简体   繁体   中英

ORACLE SQL INDEX PERFORMANCE

Suppose we have the following query :

select name
from friends
where upper(name) like UPPER('%ESC%') and age = 20;

What is the best way to index it ?

  1. CREATE INDEX fr ON friends (AGE,UPPER(NAME));
  2. CREATE INDEX fr ON friends (AGE);

Thank you.

What is the best way? The two are pretty much equivalent, although the first might have a very small advantage for the query.

At a high level, you can only index age because the like pattern starts with a wildcard. So, Oracle can use the index to find everyone who is the right age when age is the first column of the index.

One wee caveat. Oracle may be smart enough to not apply the upper(name) function if you have the first index, because the value is already in the index. Oracle would still need to scan all the entries in the index for age = 20 , but it would not need to go to the data pages for the where clause. This can be a savings -- but not generally a really big one.

If the query were:

where upper(name) between 'ESC' and 'FSC' and age = 20;

Then the first index would be better because Oracle could directly look up the appropriate rows in the index.

Possibly neither index will help you with this query.

AGE might seem quite selective. There are just over one hundred distinct values (assuming we can rule out trees and buildings as friends). So it might seem that a search on AGE is looking for ~1% of all possible records. However, AGE isn't evenly distributed: a filter on AGE=20 is likely to return way more records than AGE=99 .

As for UPPER(NAME), you're restricting on like UPPER('%ESC%') . CESC would match as would ESCOBAR and FRANCESCA. So the query has to evaluate every name where AGE=20 . If you had an index on friends (AGE,UPPER(NAME)) the whole WHERE clause could be evaluated using an Index Range Scan, which would be reasonably efficient. The index on just AGE would cause a table read at this point.

Either way, the query needs to read the table to get the whole record, because you want to return the NAME not the UPPER(NAME) . If you get a lot of hits on AGE=20 for a common name element that's a lot of indexed reads, which are expensive. A Full Table Scan reading all the whole table could be more efficient unless FRIENDS is an extremely wide table (lots of columns).

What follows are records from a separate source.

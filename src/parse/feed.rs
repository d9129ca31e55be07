//! Syndication-feed (RSS/Atom) article extraction.

use feed_rs::parser;
use std::io::Cursor;
use tracing::debug;

use super::{collapse_whitespace, strip_markup, truncate_chars, CandidateArticle, EXCERPT_MAX_CHARS};
use crate::error::{IngestError, Result};
use crate::TARGET_WEB_REQUEST;

/// Parse a feed body into candidate articles.
///
/// Items missing a non-empty title or a link are dropped silently; this is a
/// filter, not a validation error. A feed with zero usable items yields an
/// empty list.
pub fn parse_feed(body: &str) -> Result<Vec<CandidateArticle>> {
    let feed = match parser::parse(Cursor::new(body.as_bytes())) {
        Ok(feed) => feed,
        Err(first_err) => {
            let cleaned = cleanup_xml(body);
            match parser::parse(Cursor::new(cleaned.as_bytes())) {
                Ok(feed) => {
                    debug!(target: TARGET_WEB_REQUEST, "feed parsed after XML cleanup");
                    feed
                }
                Err(_) => {
                    return Err(IngestError::ParseFailed(format!(
                        "not a parseable syndication feed: {first_err}"
                    )))
                }
            }
        }
    };

    let mut articles = Vec::new();
    for entry in feed.entries {
        let title = entry
            .title
            .as_ref()
            .map(|t| collapse_whitespace(&t.content))
            .filter(|t| !t.is_empty());
        let link = entry
            .links
            .first()
            .map(|link| link.href.trim().to_string())
            .filter(|href| !href.is_empty());
        let (Some(title), Some(link)) = (title, link) else {
            continue;
        };

        let excerpt = entry
            .content
            .as_ref()
            .and_then(|c| c.body.clone())
            .or_else(|| entry.summary.as_ref().map(|s| s.content.clone()))
            .map(|raw| truncate_chars(&collapse_whitespace(&strip_markup(&raw)), EXCERPT_MAX_CHARS))
            .filter(|e| !e.is_empty());

        // Publish date straight from the item; absent means null, never a guess.
        let published_at = entry.published.or(entry.updated);

        articles.push(CandidateArticle {
            title,
            url: link,
            published_at,
            excerpt,
        });
    }

    Ok(articles)
}

/// Light cleanup for feeds with leading junk or loose entities.
fn cleanup_xml(xml: &str) -> String {
    let mut cleaned = xml.trim_start_matches('\u{feff}').trim().to_string();

    for marker in ["<?xml", "<rss", "<feed"] {
        if let Some(start) = cleaned.find(marker) {
            cleaned = cleaned[start..].to_string();
            break;
        }
    }

    cleaned
        .replace("&nbsp;", "&#160;")
        .replace("&ndash;", "&#8211;")
        .replace("&mdash;", "&#8212;")
        .replace("&rsquo;", "&#8217;")
        .replace("&lsquo;", "&#8216;")
        .replace("&rdquo;", "&#8221;")
        .replace("&ldquo;", "&#8220;")
}

#[cfg(test)]
mod tests {
    use super::*;
    use chrono::Datelike;

    fn rss(items: &str) -> String {
        format!(
            r#"<?xml version="1.0" encoding="UTF-8"?>
<rss version="2.0"><channel><title>Example</title><link>https://example.com</link>{items}</channel></rss>"#
        )
    }

    #[test]
    fn extracts_items_with_title_and_link() {
        let body = rss(
            r#"<item><title>New sea turtles nesting site</title><link>https://example.com/turtles</link>
               <description>&lt;p&gt;A   new &lt;b&gt;nesting&lt;/b&gt; site was found.&lt;/p&gt;</description>
               <pubDate>Sun, 01 Mar 2026 12:00:00 GMT</pubDate></item>"#,
        );
        let articles = parse_feed(&body).unwrap();
        assert_eq!(articles.len(), 1);
        let article = &articles[0];
        assert_eq!(article.title, "New sea turtles nesting site");
        assert_eq!(article.url, "https://example.com/turtles");
        assert_eq!(
            article.excerpt.as_deref(),
            Some("A new nesting site was found.")
        );
        assert_eq!(article.published_at.unwrap().year(), 2026);
    }

    #[test]
    fn drops_items_missing_title_or_link_silently() {
        let body = rss(
            r#"<item><title>No link here</title></item>
               <item><link>https://example.com/untitled</link></item>
               <item><title>Kept</title><link>https://example.com/kept</link></item>"#,
        );
        let articles = parse_feed(&body).unwrap();
        assert_eq!(articles.len(), 1);
        assert_eq!(articles[0].title, "Kept");
    }

    #[test]
    fn zero_valid_items_is_empty_not_error() {
        let body = rss("<item><title>Lonely title</title></item>");
        let articles = parse_feed(&body).unwrap();
        assert!(articles.is_empty());
    }

    #[test]
    fn missing_publish_date_stays_null() {
        let body = rss(r#"<item><title>Undated story</title><link>https://example.com/undated</link></item>"#);
        let articles = parse_feed(&body).unwrap();
        assert!(articles[0].published_at.is_none());
    }

    #[test]
    fn excerpt_is_truncated() {
        let long = "word ".repeat(300);
        let body = rss(&format!(
            r#"<item><title>Very long body</title><link>https://example.com/long</link><description>{long}</description></item>"#
        ));
        let articles = parse_feed(&body).unwrap();
        assert_eq!(articles[0].excerpt.as_ref().unwrap().chars().count(), 500);
    }

    #[test]
    fn recovers_from_leading_junk() {
        let body = format!("garbage bytes{}", rss(r#"<item><title>Cleaned feed item</title><link>https://example.com/ok</link></item>"#));
        let articles = parse_feed(&body).unwrap();
        assert_eq!(articles.len(), 1);
    }

    #[test]
    fn rejects_non_feed_documents() {
        let err = parse_feed("<html><body>not a feed</body></html>").unwrap_err();
        assert!(matches!(err, IngestError::ParseFailed(_)));
    }
}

Performance tuning is a matter of trade-offs. If you have a lot of records in FRIENDS and a good spread of ages and you want to query on AGE and UPPER(NAME) a lot then an index on friends (AGE,UPPER(NAME)) may be worth the overhead of maintaining it. But if it's a small table or all your friends are of university age then most likely you shouldn't bother with any index.

In short, there's a lot of variables here: all you can do is benchmark the various options and see what works best for you.